It was in 1974 that Dye et al. synthesized the first known compound containing the sodide ion [43]. The team realized that, in the solid phase, there was little energy needed for the formation of the sodium cation–anion pair:

The key, then, was to find a way of keeping the two ions separated. To do this, Dye et al. caged the sodium ion in a bicyclic diaminoether, commonly known as 2,2,2-crypt. The synthesis was successful and gold-colored crystals of [Na(C₁₈H₃₆N₂O₆)]⁺⋅Na⁻ were produced. From the crystal structure, the radius of the sodide ion was calculated to be 217 pm, close to that of the iodide ion, and the sodide compound has a structure similar to that of the analogous iodide: [Na(C₁₈H₃₆N₂O₆)]⁺⋅I⁻. The preparation of anions of the other alkali metals followed [44]. Then in 1987, Concepcion and Dye synthesized a simpler compound of the sodide ion: [Li(diaminoethane)₂]⁺⋅Na⁻ [45].

Since then, simple stable compounds of both the sodide ion and the potasside ion have been synthesized [46]. Of note, the tradition of using the Latin-derived name for the anion was not followed as these anions should have been named “natride” and “kalide,” respectively. No explanation was stated, though perhaps it was to avoid confusion of “natride” with “nitride.”

A particularly intriguing compound is the so-called “inverse sodium hydride.” Sodium hydride itself, Na⁺H⁻, is a well-known reducing agent as a result of the “naked” hydride ion [47]. By “caging” the hydrogen ion, it has been possible to synthesize [H⁺]_cageNa⁻ [48].

       The Auride Ion

      Looking at the plot of electron affinities (Figure 2.8), gold stands out as an obvious candidate for anion formation.
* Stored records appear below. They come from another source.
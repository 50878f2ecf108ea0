//! Connection supervisor: keeps the mesh connection alive.
//!
//! Two states: [`ConnectionState::Connecting`] and
//! [`ConnectionState::Connected`]. Every connection failure schedules exactly
//! one deferred re-initialisation of the mesh transport; the supervisor does
//! not own a timer itself, it tells the bridge loop how long to wait.

use std::time::Duration;

/// Delay the mesh transport waits before reconnecting after a failure.
pub const DEFAULT_RECONNECT_DELAY: Duration = Duration::from_millis(10_000);

/// How often, and how long apart, a failed operation is retried.
#[derive(Debug, Clone, Copy, PartialEq, Eq)]
pub struct RetryPolicy {
    /// Constant pause between two attempts.
    pub delay: Duration,
    /// Stop after this many consecutive failures. `None` retries forever.
    pub max_attempts: Option<u32>,
}

impl RetryPolicy {
    /// Retry forever with a constant delay.
    #[must_use]
    pub const fn fixed(delay: Duration) -> Self {
        Self {
            delay,
            max_attempts: None,
        }
    }

    /// Retry with a constant delay, giving up after `max_attempts` failures.
    #[must_use]
    pub const fn bounded(delay: Duration, max_attempts: u32) -> Self {
        Self {
            delay,
            max_attempts: Some(max_attempts),
        }
    }

    /// Delay before the next attempt, given the number of consecutive
    /// failures so far, or `None` once the policy is exhausted.
    #[must_use]
    pub fn delay_for(&self, failures: u32) -> Option<Duration> {
        match self.max_attempts {
            Some(max) if failures >= max => None,
            _ => Some(self.delay),
        }
    }
}

impl Default for RetryPolicy {
    fn default() -> Self {
        Self::fixed(DEFAULT_RECONNECT_DELAY)
    }
}

/// Where the mesh connection stands.
#[derive(Debug, Clone, Copy, PartialEq, Eq)]
pub enum ConnectionState {
    Connecting,
    Connected,
}

/// State machine deciding when the mesh transport is re-initialised.
#[derive(Debug)]
pub struct ConnectionSupervisor {
    policy: RetryPolicy,
    state: ConnectionState,
    failures: u32,
    retry_pending: bool,
}

impl ConnectionSupervisor {
    #[must_use]
    pub fn new(policy: RetryPolicy) -> Self {
        Self {
            policy,
            state: ConnectionState::Connecting,
            failures: 0,
            retry_pending: false,
        }
    }

    #[must_use]
    pub fn state(&self) -> ConnectionState {
        self.state
    }

    #[must_use]
    pub fn failures(&self) -> u32 {
        self.failures
    }

    #[must_use]
    pub fn retry_pending(&self) -> bool {
        self.retry_pending
    }

    /// The mesh handshake succeeded.
    pub fn on_connected(&mut self) {
        self.state = ConnectionState::Connected;
        self.failures = 0;
    }

    /// A connection attempt failed (or the link dropped).
    ///
    /// Returns the delay after which the bridge must call `init()` again, or
    /// `None` when a retry is already scheduled or the policy gave up.
    pub fn on_connect_failed(&mut self) -> Option<Duration> {
        self.state = ConnectionState::Connecting;
        if self.retry_pending {
            tracing::debug!("mesh retry already scheduled, ignoring failure");
            return None;
        }
        self.failures = self.failures.saturating_add(1);
        let delay = self.policy.delay_for(self.failures);
        match delay {
            Some(delay) => {
                self.retry_pending = true;
                tracing::warn!(
                    failures = self.failures,
                    delay_ms = u64::try_from(delay.as_millis()).unwrap_or(u64::MAX),
                    "unable to connect to the mesh, retrying later"
                );
            }
            None => {
                tracing::error!(failures = self.failures, "giving up reconnecting to the mesh");
            }
        }
        delay
    }

    /// The scheduled retry is due; the bridge is about to call `init()`.
    pub fn on_retry_due(&mut self) {
        self.retry_pending = false;
        self.state = ConnectionState::Connecting;
    }
}

impl Default for ConnectionSupervisor {
    fn default() -> Self {
        Self::new(RetryPolicy::default())
    }
}

#[cfg(test)]
mod tests {
    use super::*;

    #[test]
    fn should_default_to_ten_second_unbounded_retry() {
        let policy = RetryPolicy::default();
        assert_eq!(policy.delay, Duration::from_secs(10));
        assert_eq!(policy.max_attempts, None);
        assert_eq!(policy.delay_for(u32::MAX), Some(Duration::from_secs(10)));
    }

    #[test]
    fn should_stop_bounded_policy_after_max_attempts() {
        let policy = RetryPolicy::bounded(Duration::from_secs(1), 2);
        assert_eq!(policy.delay_for(1), Some(Duration::from_secs(1)));
        assert_eq!(policy.delay_for(2), None);
    }

    #[test]
    fn should_start_in_connecting_state() {
        let supervisor = ConnectionSupervisor::default();
        assert_eq!(supervisor.state(), ConnectionState::Connecting);
        assert!(!supervisor.retry_pending());
    }

    #[test]
    fn should_schedule_one_retry_per_failure() {
        let mut supervisor = ConnectionSupervisor::default();
        assert_eq!(supervisor.on_connect_failed(), Some(DEFAULT_RECONNECT_DELAY));
        assert!(supervisor.retry_pending());

        supervisor.on_retry_due();
        assert!(!supervisor.retry_pending());
        assert_eq!(supervisor.on_connect_failed(), Some(DEFAULT_RECONNECT_DELAY));
        assert_eq!(supervisor.failures(), 2);
    }

    #[test]
    fn should_not_schedule_second_retry_while_one_is_pending() {
        let mut supervisor = ConnectionSupervisor::default();
        assert!(supervisor.on_connect_failed().is_some());
        assert!(supervisor.on_connect_failed().is_none());
        assert_eq!(supervisor.failures(), 1);
    }

    #[test]
    fn should_enter_connected_and_reset_failures_on_handshake() {
        let mut supervisor = ConnectionSupervisor::default();
        supervisor.on_connect_failed();
        supervisor.on_retry_due();
        supervisor.on_connected();
        assert_eq!(supervisor.state(), ConnectionState::Connected);
        assert_eq!(supervisor.failures(), 0);
    }

    #[test]
    fn should_return_to_connecting_when_connection_drops() {
        let mut supervisor = ConnectionSupervisor::default();
        supervisor.on_connected();
        supervisor.on_connect_failed();
        assert_eq!(supervisor.state(), ConnectionState::Connecting);
    }

    #[test]
    fn should_give_up_when_bounded_policy_is_exhausted() {
        let mut supervisor =
            ConnectionSupervisor::new(RetryPolicy::bounded(Duration::from_millis(5), 1));
        assert!(supervisor.on_connect_failed().is_none());
        assert!(!supervisor.retry_pending());
    }
}
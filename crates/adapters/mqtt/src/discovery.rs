//! Discovery configs announcing each device to the automation system.

use serde::Serialize;

use meshbridge_domain::device::{Device, DeviceSet};

use crate::error::MqttError;
use crate::topics::{Component, OFFLINE, ONLINE, Topics};

#[derive(Debug, Serialize)]
struct DeviceInfo<'a> {
    identifiers: Vec<String>,
    name: &'a str,
    model: String,
    #[serde(skip_serializing_if = "Option::is_none")]
    suggested_area: Option<&'a str>,
}

#[derive(Debug, Serialize)]
struct DiscoveryConfig<'a> {
    name: &'a str,
    unique_id: String,
    state_topic: String,
    command_topic: String,
    availability_topic: String,
    payload_available: &'static str,
    payload_not_available: &'static str,
    #[serde(skip_serializing_if = "Option::is_none")]
    schema: Option<&'static str>,
    #[serde(skip_serializing_if = "Option::is_none")]
    brightness: Option<bool>,
    #[serde(skip_serializing_if = "Option::is_none")]
    value_template: Option<&'static str>,
    #[serde(skip_serializing_if = "Option::is_none")]
    state_on: Option<&'static str>,
    #[serde(skip_serializing_if = "Option::is_none")]
    state_off: Option<&'static str>,
    device: DeviceInfo<'a>,
}

fn config_for<'a>(topics: &Topics, device: &'a Device) -> DiscoveryConfig<'a> {
    let unique_id = format!("{}_{}", topics.node_id(), device.id);
    let component = Component::for_kind(&device.kind);
    let (schema, brightness, value_template, state_on, state_off) = match component {
        Component::Light => (Some("json"), Some(device.dimmable), None, None, None),
        Component::Switch => (
            None,
            None,
            Some("{{ value_json.state }}"),
            Some("1"),
            Some("0"),
        ),
    };
    DiscoveryConfig {
        name: &device.name,
        unique_id: unique_id.clone(),
        state_topic: topics.state(device.id),
        command_topic: topics.command(device.id),
        availability_topic: topics.availability(),
        payload_available: ONLINE,
        payload_not_available: OFFLINE,
        schema,
        brightness,
        value_template,
        state_on,
        state_off,
        device: DeviceInfo {
            identifiers: vec![unique_id],
            name: &device.name,
            model: device.kind.to_string(),
            suggested_area: device.room.as_deref(),
        },
    }
}

/// A retained message to publish.
#[derive(Debug, Clone, PartialEq)]
pub struct Announcement {
    pub topic: String,
    pub payload: Vec<u8>,
}

/// One discovery announcement per device, in id order.
///
/// # Errors
///
/// Returns [`MqttError::PayloadEncode`] if a config cannot be serialized.
pub fn announcements(topics: &Topics, devices: &DeviceSet) -> Result<Vec<Announcement>, MqttError> {
    devices
        .iter()
        .map(|device| {
            let payload =
                serde_json::to_vec(&config_for(topics, device)).map_err(MqttError::PayloadEncode)?;
            Ok(Announcement {
                topic: topics.config(device),
                payload,
            })
        })
        .collect()
}
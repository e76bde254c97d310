use serde::{Deserialize, Serialize};
use std::{fs, path::{Path, PathBuf}};
use thiserror::Error;
use tracing::{error, warn};

#[derive(Error, Debug)]
pub enum ConfigErrors {
    #[error("Failed to read config file")]
    UnreadableConfig(#[from] std::io::Error),
    #[error("Failed to parse config file")]
    InvalidConfig(#[from] serde_yaml::Error),
    #[error("Config failed preflight checks")]
    FailedPreflight,
}

#[derive(Deserialize, Serialize, Clone, Debug, Default)]
#[serde(deny_unknown_fields)]
pub struct SubmitConfig {
    // parameters of the signature sweep itself
    #[serde(default)]
    pub sweep: SweepConfig,
    // everything the external compute platform needs
    #[serde(default)]
    pub platform: PlatformConfig,
    // where workers fetch data and post results
    #[serde(default)]
    pub server: ServerEndpoints,
}

#[derive(Deserialize, Serialize, Clone, Debug)]
#[serde(deny_unknown_fields)]
pub struct SweepConfig {
    #[serde(default = "default_n_signatures")]
    pub n_signatures: u32,
    #[serde(default = "default_min_sig_length")]
    pub min_sig_length: u32,
    #[serde(default = "default_max_sig_length")]
    pub max_sig_length: u32,
    #[serde(default = "default_seed")]
    pub seed: u64,
}

#[derive(Deserialize, Serialize, Clone, Debug)]
#[serde(deny_unknown_fields)]
pub struct PlatformConfig {
    #[serde(default = "default_scheduler_url")]
    pub scheduler_url: String,
    // compute groups the job joins, empty means the public pool
    #[serde(default)]
    pub compute_groups: Vec<ComputeGroup>,
    // keystore names resolved against the keystore dir, or absolute
    // paths ending in .keystore
    #[serde(default = "default_identity_keystore")]
    pub identity_keystore: String,
    #[serde(default = "default_payment_keystore")]
    pub payment_keystore: String,
    // defaults to ~/.dcp when unset
    #[serde(default)]
    pub keystore_dir: Option<PathBuf>,
}

#[derive(Deserialize, Serialize, Clone, Debug, PartialEq, Eq)]
#[serde(deny_unknown_fields, rename_all = "camelCase")]
pub struct ComputeGroup {
    pub join_key: String,
    pub join_secret: String,
}

#[derive(Deserialize, Serialize, Clone, Debug)]
#[serde(deny_unknown_fields)]
pub struct ServerEndpoints {
    #[serde(default = "default_base_url")]
    pub base_url: String,
}

impl SubmitConfig {
    /// load the config from a YAML file, or fall back to the built-in defaults
    pub fn load(path: Option<&Path>) -> Result<Self, ConfigErrors> {
        match path {
            Some(path) => {
                let raw = fs::read_to_string(path)?;
                Ok(serde_yaml::from_str(&raw)?)
            }
            None => {
                warn!("No config file given, using built-in defaults");
                Ok(Self::default())
            }
        }
    }

    /// validate the sweep bounds before anything is charged to the
    /// payment account, collecting every error instead of failing
    /// piece-by-piece
    pub fn preflight_checks(&mut self) -> Result<(), ConfigErrors> {
        let mut contains_error = false;

        if self.sweep.n_signatures == 0 {
            error!("sweep.n_signatures cannot be 0, the sweep would be a NOP");
            contains_error = true;
        }

        if self.sweep.min_sig_length == 0 {
            warn!("sweep.min_sig_length cannot be 0, clamping to 1");
            self.sweep.min_sig_length = 1;
        }

        if self.sweep.min_sig_length > self.sweep.max_sig_length {
            error!(
                "sweep.min_sig_length ({}) exceeds sweep.max_sig_length ({})",
                self.sweep.min_sig_length, self.sweep.max_sig_length
            );
            contains_error = true;
        }

        for url in [&self.platform.scheduler_url, &self.server.base_url] {
            if !(url.starts_with("http://") || url.starts_with("https://")) {
                error!("{url:?} is not an absolute http(s) URL");
                contains_error = true;
            }
        }

        if contains_error {
            Err(ConfigErrors::FailedPreflight)
        } else {
            Ok(())
        }
    }
}

impl ServerEndpoints {
    pub fn dataset_url(&self) -> String {
        format!("{}/GSE57383_ps_psa", self.base_url.trim_end_matches('/'))
    }

    pub fn results_url(&self) -> String {
        format!("{}/dcp-results", self.base_url.trim_end_matches('/'))
    }
}

impl Default for SweepConfig {
    fn default() -> Self {
        Self {
            n_signatures: default_n_signatures(),
            min_sig_length: default_min_sig_length(),
            max_sig_length: default_max_sig_length(),
            seed: default_seed(),
        }
    }
}

impl Default for PlatformConfig {
    fn default() -> Self {
        Self {
            scheduler_url: default_scheduler_url(),
            compute_groups: Vec::new(),
            identity_keystore: default_identity_keystore(),
            payment_keystore: default_payment_keystore(),
            keystore_dir: None,
        }
    }
}

impl Default for ServerEndpoints {
    fn default() -> Self {
        Self {
            base_url: default_base_url(),
        }
    }
}

fn default_n_signatures() -> u32 {
    9
}

fn default_min_sig_length() -> u32 {
    5
}

fn default_max_sig_length() -> u32 {
    9
}

fn default_seed() -> u64 {
    42
}

fn default_scheduler_url() -> String {
    String::from("https://scheduler.distributed.computer")
}

fn default_identity_keystore() -> String {
    String::from("id")
}

fn default_payment_keystore() -> String {
    String::from("default")
}

fn default_base_url() -> String {
    String::from("http://127.0.0.1:5001")
}

#[cfg(test)]
mod tests {
    use super::*;

    #[test]
    fn empty_mapping_is_a_valid_config() {
        let config: SubmitConfig = serde_yaml::from_str("{}").unwrap();

        assert_eq!(config.sweep.n_signatures, 9);
        assert_eq!(config.sweep.min_sig_length, 5);
        assert_eq!(config.sweep.max_sig_length, 9);
        assert_eq!(config.sweep.seed, 42);
        assert!(config.platform.compute_groups.is_empty());
    }

    #[test]
    fn compute_groups_use_camel_case_keys() {
        let config: SubmitConfig = serde_yaml::from_str(
            "platform:\n  compute_groups:\n    - joinKey: ibm\n      joinSecret: dcp\n",
        )
        .unwrap();

        assert_eq!(
            config.platform.compute_groups,
            vec![ComputeGroup {
                join_key: String::from("ibm"),
                join_secret: String::from("dcp"),
            }]
        );
    }

    #[test]
    fn endpoints_are_derived_from_the_base_url() {
        let endpoints = ServerEndpoints {
            base_url: String::from("http://192.168.6.49:5001/"),
        };

        assert_eq!(
            endpoints.dataset_url(),
            "http://192.168.6.49:5001/GSE57383_ps_psa"
        );
        assert_eq!(
            endpoints.results_url(),
            "http://192.168.6.49:5001/dcp-results"
        );
    }

    #[test]
    fn preflight_rejects_inverted_signature_lengths() {
        let mut config = SubmitConfig::default();
        config.sweep.min_sig_length = 12;

        assert!(matches!(
            config.preflight_checks(),
            Err(ConfigErrors::FailedPreflight)
        ));
    }

    #[test]
    fn preflight_clamps_zero_min_length() {
        let mut config = SubmitConfig::default();
        config.sweep.min_sig_length = 0;

        config.preflight_checks().unwrap();
        assert_eq!(config.sweep.min_sig_length, 1);
    }

    #[test]
    fn preflight_rejects_relative_urls() {
        let mut config = SubmitConfig::default();
        config.server.base_url = String::from("192.168.6.49:5001");

        assert!(config.preflight_checks().is_err());
    }
}
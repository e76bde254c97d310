use crate::{
    config::ServerConfig,
    envelope::{EnvelopeError, ResultEnvelope},
    results::ResultLog,
};
use axum::{
    extract::{rejection::FormRejection, ConnectInfo, State},
    http::{header, StatusCode},
    response::{IntoResponse, Json, Response},
    routing::{get, post},
    Form, Router,
};
use serde_json::json;
use std::{net::SocketAddr, sync::Arc};
use tracing::{error, info};

#[derive(Clone)]
pub struct AppState {
    pub config: Arc<ServerConfig>,
    pub results: Arc<ResultLog>,
}

pub fn build_router(state: AppState) -> Router {
    Router::new()
        .route(&state.config.dataset.route, get(serve_dataset))
        .route("/dcp-results", post(receive_results))
        .route("/health", get(health))
        .with_state(state)
}

fn plain(status: StatusCode, body: String) -> Response {
    (
        status,
        [(header::CONTENT_TYPE, "text/plain; charset=utf-8")],
        body,
    )
        .into_response()
}

/// serve the expression table verbatim, read at request time so a file
/// deleted after startup turns into a 404 instead of stale data
async fn serve_dataset(
    State(state): State<AppState>,
    ConnectInfo(addr): ConnectInfo<SocketAddr>,
) -> Response {
    let path = &state.config.dataset.path;

    match tokio::fs::read_to_string(path).await {
        Ok(content) => {
            info!(client_ip = %addr.ip(), method = "GET", path = %state.config.dataset.route, "Serving dataset");

            plain(StatusCode::OK, content)
        }
        Err(e) if e.kind() == std::io::ErrorKind::NotFound => {
            error!(client_ip = %addr.ip(), "File not found at request time: {}", path.display());

            plain(
                StatusCode::NOT_FOUND,
                format!("File not found: {}", path.display()),
            )
        }
        Err(e) => {
            error!(client_ip = %addr.ip(), error = ?e, "Unhandled error while serving file");

            plain(
                StatusCode::INTERNAL_SERVER_ERROR,
                String::from("Internal server error"),
            )
        }
    }
}

/// accept one worker result envelope and append its decoded content to
/// the result log
async fn receive_results(
    State(state): State<AppState>,
    ConnectInfo(addr): ConnectInfo<SocketAddr>,
    form: Result<Form<Vec<(String, String)>>, FormRejection>,
) -> Response {
    let Ok(Form(fields)) = form else {
        return plain(
            StatusCode::BAD_REQUEST,
            String::from("Invalid or missing payload"),
        );
    };

    let envelope = match ResultEnvelope::decode(&fields) {
        Ok(envelope) => envelope,
        Err(EnvelopeError::EmptyForm) => {
            return plain(
                StatusCode::BAD_REQUEST,
                String::from("Invalid or missing payload"),
            );
        }
        Err(e) => {
            error!(client_ip = %addr.ip(), error = %e, "Rejected result envelope");

            return plain(StatusCode::BAD_REQUEST, e.to_string());
        }
    };

    if let Err(e) = state.results.append(&envelope.content).await {
        error!(client_ip = %addr.ip(), error = ?e, "Unhandled error while processing DCP result");

        return plain(
            StatusCode::INTERNAL_SERVER_ERROR,
            String::from("Internal server error"),
        );
    }

    info!(
        client_ip = %addr.ip(),
        element = envelope.element.as_deref().unwrap_or("-"),
        "Received result"
    );

    plain(StatusCode::OK, String::from("Result received"))
}

async fn health(State(state): State<AppState>) -> Json<serde_json::Value> {
    let path = &state.config.dataset.path;

    Json(json!({
        "file_exists": path.is_file(),
        "file_path": path.display().to_string(),
    }))
}

#[cfg(test)]
mod tests {
    use super::*;
    use axum::{
        body::{to_bytes, Body},
        extract::connect_info::MockConnectInfo,
        http::Request,
    };
    use chrono::NaiveDate;
    use serde_json::Value;
    use std::{fs, path::Path};
    use tempfile::TempDir;
    use tower::ServiceExt;

    const FORM_TYPE: &str = "application/x-www-form-urlencoded";

    fn test_state(dir: &TempDir) -> AppState {
        let dataset = dir.path().join("GSE57383_ps_psa.txt");
        fs::write(&dataset, "phenotype\t202_at\nPsoriatic Arthritis\t8.1\n").unwrap();

        let mut config = ServerConfig::default();
        config.dataset.path = dataset;
        config.results.dir = dir.path().to_path_buf();

        let started = NaiveDate::from_ymd_opt(2012, 1, 26)
            .unwrap()
            .and_hms_opt(21, 20, 32)
            .unwrap();
        let results = ResultLog::new(&config.results.dir, &config.results.prefix, started);

        AppState {
            config: Arc::new(config),
            results: Arc::new(results),
        }
    }

    fn test_router(state: AppState) -> Router {
        build_router(state).layer(MockConnectInfo(SocketAddr::from(([127, 0, 0, 1], 41000))))
    }

    async fn body_string(response: Response) -> String {
        let bytes = to_bytes(response.into_body(), usize::MAX).await.unwrap();
        String::from_utf8(bytes.to_vec()).unwrap()
    }

    fn post_form(body: &str) -> Request<Body> {
        Request::builder()
            .method("POST")
            .uri("/dcp-results")
            .header(header::CONTENT_TYPE, FORM_TYPE)
            .body(Body::from(body.to_owned()))
            .unwrap()
    }

    #[tokio::test]
    async fn dataset_route_serves_file_contents() {
        let dir = tempfile::tempdir().unwrap();
        let router = test_router(test_state(&dir));

        let response = router
            .oneshot(
                Request::builder()
                    .uri("/GSE57383_ps_psa")
                    .body(Body::empty())
                    .unwrap(),
            )
            .await
            .unwrap();

        assert_eq!(response.status(), StatusCode::OK);
        assert_eq!(
            response.headers()[header::CONTENT_TYPE],
            "text/plain; charset=utf-8"
        );
        assert_eq!(
            body_string(response).await,
            "phenotype\t202_at\nPsoriatic Arthritis\t8.1\n"
        );
    }

    #[tokio::test]
    async fn dataset_deleted_after_startup_is_a_404() {
        let dir = tempfile::tempdir().unwrap();
        let state = test_state(&dir);
        fs::remove_file(&state.config.dataset.path).unwrap();

        let response = test_router(state)
            .oneshot(
                Request::builder()
                    .uri("/GSE57383_ps_psa")
                    .body(Body::empty())
                    .unwrap(),
            )
            .await
            .unwrap();

        assert_eq!(response.status(), StatusCode::NOT_FOUND);
        assert!(body_string(response).await.starts_with("File not found:"));
    }

    #[tokio::test]
    async fn json_envelope_appends_the_parsed_value() {
        let dir = tempfile::tempdir().unwrap();
        let state = test_state(&dir);
        let log_path = state.results.path().to_path_buf();

        let response = test_router(state)
            .oneshot(post_form(
                "elementType=results&contentType=application%2Fjson\
                 &element=2&content=%7B%22auc%22%3A0.91%7D",
            ))
            .await
            .unwrap();

        assert_eq!(response.status(), StatusCode::OK);
        assert_eq!(body_string(response).await, "Result received");

        let line = fs::read_to_string(log_path).unwrap();
        // the parsed JSON value is logged, not the raw form string
        assert_eq!(
            serde_json::from_str::<Value>(line.trim()).unwrap(),
            json!({"auc": 0.91})
        );
    }

    #[tokio::test]
    async fn plain_text_envelope_appends_the_unquoted_string() {
        let dir = tempfile::tempdir().unwrap();
        let state = test_state(&dir);
        let log_path = state.results.path().to_path_buf();

        let response = test_router(state)
            .oneshot(post_form(
                "contentType=text%2Fplain&content=%270.857%5CtLR%5Cn%27",
            ))
            .await
            .unwrap();

        assert_eq!(response.status(), StatusCode::OK);
        assert_eq!(
            serde_json::from_str::<Value>(fs::read_to_string(log_path).unwrap().trim()).unwrap(),
            json!("0.857\tLR\n")
        );
    }

    #[tokio::test]
    async fn empty_form_is_a_400() {
        let dir = tempfile::tempdir().unwrap();
        let router = test_router(test_state(&dir));

        let response = router.oneshot(post_form("")).await.unwrap();

        assert_eq!(response.status(), StatusCode::BAD_REQUEST);
        assert_eq!(body_string(response).await, "Invalid or missing payload");
    }

    #[tokio::test]
    async fn missing_content_field_is_a_400() {
        let dir = tempfile::tempdir().unwrap();
        let router = test_router(test_state(&dir));

        let response = router.oneshot(post_form("elementType=results")).await.unwrap();

        assert_eq!(response.status(), StatusCode::BAD_REQUEST);
    }

    #[tokio::test]
    async fn health_reports_the_dataset_file() {
        let dir = tempfile::tempdir().unwrap();
        let state = test_state(&dir);
        let dataset = state.config.dataset.path.clone();

        let response = test_router(state)
            .oneshot(
                Request::builder()
                    .uri("/health")
                    .body(Body::empty())
                    .unwrap(),
            )
            .await
            .unwrap();

        assert_eq!(response.status(), StatusCode::OK);
        let health: Value = serde_json::from_str(&body_string(response).await).unwrap();
        assert_eq!(health["file_exists"], json!(true));
        assert_eq!(
            Path::new(health["file_path"].as_str().unwrap()),
            dataset.as_path()
        );
    }
}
In fact, the first evidence for the formation of an auride came in 1937 by the equimolar mixing of cesium and gold [49]. This transparent yellow compound was shown in 1959 not to be an alloy, but to be Cs⁺Au⁻, with a sodium chloride crystal structure. Since then, several other auride compounds have been synthesized [50], including tetramethylammonium auride, [N(CH₃)₄]⁺⋅Au⁻. The compound is isostructural to the corresponding bromide, which further illustrates the similarities between the auride and halide ions [51].

       The Platinide Ion

At −205 kJ⋅mol⁻¹, EA₁ for platinum is close to that of gold. Thus, it should come as no surprise that there is an increasing chemistry of the platinide ion, Pt²⁻, including cesium platinide, Cs₂Pt [52].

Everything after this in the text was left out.